Authors: Brad Latham
“If Greer was imitated.”
Frowning, Manners said, “He’s a pretty important scientist.”
“And he had a key,” Lockwood said. “Have you found any other way to get into Area C without going up the elevator?”
Manners sighed. “No, that’s the hell of it. All the circuits are intact too. The elevator company recommended sealing the
circuits when they installed it, and none have been broken.”
“Maybe somebody stole a key to the elevator?” Lockwood suggested.
“Have you seen one?” Manners asked.
“No.”
From his jacket pocket Manners took a metal object six inches long that looked more like a can opener than an ordinary house
key.
“Well,” Lockwood said. “You couldn’t just take that to the local hardware store and make a copy.”
“Exactly,” Manners said. “It’s one of Rabson’s special locks, and the key has to be made of a certain magnetic alloy to work.
We had a man at the factory this morning, and their records show they’ve only made the four we’ve got.”
“Could the factory have been infiltrated?” Lockwood asked. “These guys sound thorough.”
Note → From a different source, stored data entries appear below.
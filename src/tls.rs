use anyhow::{Context, Result};
use rcgen::generate_simple_self_signed;
use rustls::pki_types::{CertificateDer, PrivateKeyDer, PrivatePkcs8KeyDer};
use rustls::server::WebPkiClientVerifier;
use rustls::RootCertStore;
use std::fs::File;
use std::io::BufReader;
use std::path::Path;
use std::sync::Arc;
use tracing::{debug, info};

/// 安装进程默认的加密实现（重复安装会被忽略）
pub fn ensure_crypto_provider() {
    let _ = rustls::crypto::aws_lc_rs::default_provider().install_default();
}

/// 本端身份：证书链和私钥
#[derive(Debug)]
pub struct Identity {
    pub certs: Vec<CertificateDer<'static>>,
    pub key: PrivateKeyDer<'static>,
}

impl Clone for Identity {
    fn clone(&self) -> Self {
        Self {
            certs: self.certs.clone(),
            key: self.key.clone_key(),
        }
    }
}

impl Identity {
    /// 在内存中生成自签名身份
    pub fn self_signed(names: &[String]) -> Result<Self> {
        let certified = generate_simple_self_signed(names.to_vec())
            .context("Failed to generate self-signed certificate")?;
        Ok(Self {
            certs: vec![certified.cert.der().clone()],
            key: PrivateKeyDer::Pkcs8(PrivatePkcs8KeyDer::from(
                certified.signing_key.serialize_der(),
            )),
        })
    }

    /// 只信任本身份证书的根存储
    pub fn root_store(&self) -> Result<RootCertStore> {
        let mut roots = RootCertStore::empty();
        for cert in &self.certs {
            roots
                .add(cert.clone())
                .context("Failed to add certificate to root store")?;
        }
        Ok(roots)
    }
}

/// 已加载到内存中的 TLS 材料
///
/// 由启动代码构造，中继引擎只读使用。
#[derive(Debug, Clone)]
pub struct TlsSettings {
    /// 本端证书和私钥（服务端模式必需，客户端模式用于客户端证书认证）
    pub identity: Option<Identity>,
    /// 用于验证对端证书的受信根
    pub roots: Arc<RootCertStore>,
    /// 服务端模式是否要求并验证客户端证书
    pub require_client_auth: bool,
}

impl TlsSettings {
    pub fn new(
        identity: Option<Identity>,
        roots: RootCertStore,
        require_client_auth: bool,
    ) -> Self {
        Self {
            identity,
            roots: Arc::new(roots),
            require_client_auth,
        }
    }
}

/// 从 PEM 文件加载证书链
pub fn load_certs(path: &Path) -> Result<Vec<CertificateDer<'static>>> {
    let file =
        File::open(path).with_context(|| format!("Failed to open cert file: {:?}", path))?;
    let mut reader = BufReader::new(file);
    let certs: Vec<CertificateDer<'static>> = rustls_pemfile::certs(&mut reader)
        .collect::<std::result::Result<Vec<_>, _>>()
        .with_context(|| format!("Failed to parse certificates in {:?}", path))?;

    if certs.is_empty() {
        anyhow::bail!("No certificates found in {:?}", path);
    }

    Ok(certs)
}

/// 从 PEM 文件加载私钥
pub fn load_private_key(path: &Path) -> Result<PrivateKeyDer<'static>> {
    let file = File::open(path).with_context(|| format!("Failed to open key file: {:?}", path))?;
    let mut reader = BufReader::new(file);

    rustls_pemfile::private_key(&mut reader)
        .with_context(|| format!("Failed to parse private key in {:?}", path))?
        .with_context(|| format!("No private key found in {:?}", path))
}

/// 从 PEM 文件加载受信根（可以是 CA，也可以直接是对端证书）
pub fn load_root_store(path: &Path) -> Result<RootCertStore> {
    let mut root_store = RootCertStore::empty();

    for cert in load_certs(path)? {
        root_store
            .add(cert)
            .context("Failed to add CA certificate")?;
    }

    Ok(root_store)
}

/// 加载本端身份；证书和私钥都不存在时为主机名生成自签名身份并写入这两个路径
pub fn load_or_generate_identity(
    hostname: &str,
    key_path: &Path,
    cert_path: &Path,
) -> Result<Identity> {
    match (key_path.exists(), cert_path.exists()) {
        (true, true) => {
            debug!("Loading key pair from {:?} and {:?}", key_path, cert_path);
        }
        (false, false) => {
            generate_self_signed_cert(hostname, &[hostname.to_string()], cert_path, key_path)?;
            info!(
                "Generated self-signed certificate for {} at {:?} (key at {:?})",
                hostname, cert_path, key_path
            );
        }
        (key_exists, _) => anyhow::bail!(
            "Only the {} exists; provide both {:?} and {:?}, or neither to auto-generate",
            if key_exists { "private key" } else { "certificate" },
            key_path,
            cert_path
        ),
    }

    Ok(Identity {
        certs: load_certs(cert_path)?,
        key: load_private_key(key_path)?,
    })
}

/// 生成自签名证书和私钥并写入指定路径
pub fn generate_self_signed_cert(
    common_name: &str,
    alt_names: &[String],
    cert_out: &Path,
    key_out: &Path,
) -> Result<()> {
    // rcgen 至少需要一个 SAN；确保包含 CN
    let mut names: Vec<String> = if alt_names.is_empty() {
        vec![common_name.to_string()]
    } else {
        alt_names.to_vec()
    };

    if !names.iter().any(|n| n == common_name) {
        names.push(common_name.to_string());
    }

    let cert =
        generate_simple_self_signed(names).context("Failed to generate self-signed certificate")?;
    let cert_pem = cert.cert.pem();
    let key_pem = cert.signing_key.serialize_pem();

    std::fs::write(cert_out, cert_pem)
        .with_context(|| format!("Failed to write certificate to {:?}", cert_out))?;
    std::fs::write(key_out, key_pem)
        .with_context(|| format!("Failed to write private key to {:?}", key_out))?;

    Ok(())
}

/// 确定 TLS 使用的主机名：显式配置 > 操作系统主机名 > localhost
pub fn detect_hostname(explicit: Option<&str>) -> String {
    if let Some(name) = explicit.map(str::trim).filter(|n| !n.is_empty()) {
        return name.to_string();
    }

    hostname::get()
        .ok()
        .and_then(|h| h.into_string().ok())
        .filter(|h| !h.trim().is_empty())
        .unwrap_or_else(|| "localhost".to_string())
}

/// 构造服务端 TLS 配置
///
/// `require_client_auth` 为 true 时对端必须出示由受信根签发的证书（双向 TLS）。
pub fn build_server_config(settings: &TlsSettings) -> Result<Arc<rustls::ServerConfig>> {
    ensure_crypto_provider();

    let identity = settings
        .identity
        .clone()
        .context("Server mode requires a certificate and private key")?;

    let builder = rustls::ServerConfig::builder();
    let config = if settings.require_client_auth {
        let verifier = WebPkiClientVerifier::builder(Arc::clone(&settings.roots))
            .build()
            .context("Failed to build client certificate verifier")?;
        builder
            .with_client_cert_verifier(verifier)
            .with_single_cert(identity.certs, identity.key)
    } else {
        builder
            .with_no_client_auth()
            .with_single_cert(identity.certs, identity.key)
    }
    .context("Failed to create server config")?;

    Ok(Arc::new(config))
}

/// 构造客户端 TLS 配置
///
/// 只信任配置的根证书；配置了本端身份时作为客户端证书出示。
pub fn build_client_config(settings: &TlsSettings) -> Result<Arc<rustls::ClientConfig>> {
    ensure_crypto_provider();

    let builder =
        rustls::ClientConfig::builder().with_root_certificates(Arc::clone(&settings.roots));

    let config = match settings.identity.clone() {
        Some(identity) => builder
            .with_client_auth_cert(identity.certs, identity.key)
            .context("Failed to configure client certificate")?,
        None => builder.with_no_client_auth(),
    };

    Ok(Arc::new(config))
}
“I’m one step ahead of you,” Manners said. “But you’re thinking the right way. Rabson received just enough blanks out of that
alloy for these special keys, and not one’s missing.”
“So Dzeloski, Greer, Myra Rodman, and whoever’s got the guard’s key ring are the only four people who had access last night?”
“Right,” Manners said. “And any other night. When the guard finishes his tour, he has to turn his key ring over to one of
these three.
And
sign a log, along with one of their signatures, to show it happened.”
“That narrows it,” Lockwood said. “But it’s hard to suspect one of those three.”
“Or Pops. You didn’t see anything in his house?”
“Not even anything that looked like petty theft—boxes of paper clips, pencils, petty office supplies.”
Manners looked sour. “That’s suspicious in itself.”
Lockwood laughed. “Have your crime experts figured out how many guys were in here last night?”
“At least two,” Manners replied. He pointed over his head to a long I-beam that ran down the length of the room to the elevator
on which hung a hoist and chain, and he said, “But with that hoist up there, even one man could have winched the bombsight
up and swung it onto the dolly by himself.”
“Fingerprints?”
“Not one. Maybe it was four guys. One drove the panel truck out, and the other three went back out through the hole in the
fence.”
“He could have driven right to the South Shore, couldn’t he?” Lockwood asked. “We’re only a couple miles from the Atlantic.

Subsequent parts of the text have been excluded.